Segment Open

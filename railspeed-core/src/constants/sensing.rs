//! Sensor Geometry and Filtering

/// Distance between the two sensors along the track (millimetres).
///
/// Five inches, the pitch of the reference sensor board.
pub const DEFAULT_SPACING_MM: u32 = 127;

/// Moving-average depth applied to each sensor's ranges.
///
/// At two ticks per reading this averages over the last 100 ms.
pub const FILTER_DEPTH: usize = 10;

/// Distance reported when a sensor has no valid range (millimetres).
///
/// All ones, so it sits above any detection window.
pub const NO_READING_MM: u32 = u32::MAX;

Segment Closed

DESCRIPTION OF THE TASK: Every record should be given again exactly.

RESPONSE FOR THIS EXERCISE:
filename railspeed-core/src/constants/sensing.rs
//! Sensor Geometry and Filtering

/// Distance between the two sensors along the track (millimetres).
///
/// Five inches, the pitch of the reference sensor board.
pub const DEFAULT_SPACING_MM: u32 = 127;

/// Moving-average depth applied to each sensor's ranges.
///
/// At two ticks per reading this averages over the last 100 ms.
pub const FILTER_DEPTH: usize = 10;

/// Distance reported when a sensor has no valid range (millimetres).
///
/// All ones, so it sits above any detection window.
pub const NO_READING_MM: u32 = u32::MAX;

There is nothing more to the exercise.